[[ DATA SHOWN, beginning ]]
use actix_web::{get, post, web, App, HttpResponse, HttpServer, Responder};
use anyhow::{Context, Result};
use parking_lot::Mutex;
use serde::{Deserialize, Serialize};
use std::collections::HashMap;
use uuid::Uuid;

use ksp_assistant::{ConversationContext, Engine, ScoreParams, ThreadRandom};

#[derive(Deserialize)]
struct AskRequest {
    session_id: Option<Uuid>,
    user_input: String,
}

#[derive(Serialize)]
struct AskResponse {
    session_id: Uuid,
    response: String,
    topic: String,
    suggested_questions: Vec<String>,
}

#[derive(Deserialize)]
struct ResetRequest {
    session_id: Uuid,
}

#[derive(Serialize)]
struct ResetResponse {
    cleared: bool,
}

struct AppState {
    engine: Engine,
    sessions: Mutex<HashMap<Uuid, ConversationContext>>,
}

#[post("/ask")]
async fn ask_endpoint(req: web::Json<AskRequest>, data: web::Data<AppState>) -> impl Responder {
    let session_id = req.session_id.unwrap_or_else(Uuid::new_v4);
    let context = data
        .sessions
        .lock()
        .get(&session_id)
        .cloned()
        .unwrap_or_default();

    let answer = data.engine.answer_query(&req.user_input, &context, &mut ThreadRandom);
    data.sessions.lock().insert(session_id, answer.updated_context);

    HttpResponse::Ok().json(AskResponse {
        session_id,
        response: answer.response_text,
        topic: answer.topic,
        suggested_questions: answer.suggested_questions,
    })
}

#[post("/reset")]
async fn reset_endpoint(req: web::Json<ResetRequest>, data: web::Data<AppState>) -> impl Responder {
    let cleared = data.sessions.lock().remove(&req.session_id).is_some();
    HttpResponse::Ok().json(ResetResponse { cleared })
}

#[get("/")]
async fn index() -> impl Responder {
    HttpResponse::Ok()
        .content_type("text/html; charset=utf-8")
        .body(include_str!("index.html"))
}

#[actix_web::main]
async fn main() -> Result<()> {
    env_logger::Builder::from_env(env_logger::Env::default().default_filter_or("info")).init();

    let settings = config::Config::builder()
        .add_source(config::File::with_name("Config"))
        .build()?;

    // [engine] overrides the shipped scoring calibration; absent keys keep
    // their defaults.
    let params: ScoreParams = settings.get("engine").unwrap_or_default();
    let data = web::Data::new(AppState {
        engine: Engine::new(params),
        sessions: Mutex::new(HashMap::new()),
    });

    let host = settings
        .get_string("server.host")
        .context("Config.toml is missing server.host")?;
    let port = settings
        .get_int("server.port")
        .context("Config.toml is missing server.port")? as u16;

    log::info!("Starting assistant at http://{}:{}", host, port);
    HttpServer::new(move || {
        App::new()
            .app_data(data.clone())
            .service(index)
            .service(ask_endpoint)
            .service(reset_endpoint)
    })
    .bind((host, port))?
    .run()
    .await?;
    Ok(())
}

#[cfg(test)]
mod tests {
    #[test]
    fn missing_server_keys_are_errors_not_panics() {
        let settings = config::Config::builder()
            .add_source(config::File::from_str(
                "[server]\nhost = \"0.0.0.0\"",
                config::FileFormat::Toml,
            ))
            .build()
            .unwrap();
        assert_eq!(settings.get_string("server.host").unwrap(), "0.0.0.0");
        assert!(settings.get_int("server.port").is_err());
    }
}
[[ DATA SHOWN, end ]]
TASK BRIEF: Where a line of the data above includes "info", copy that line.

TASK SOLUTION:
    env_logger::Builder::from_env(env_logger::Env::default().default_filter_or("info")).init();
    log::info!("Starting assistant at http://{}:{}", host, port);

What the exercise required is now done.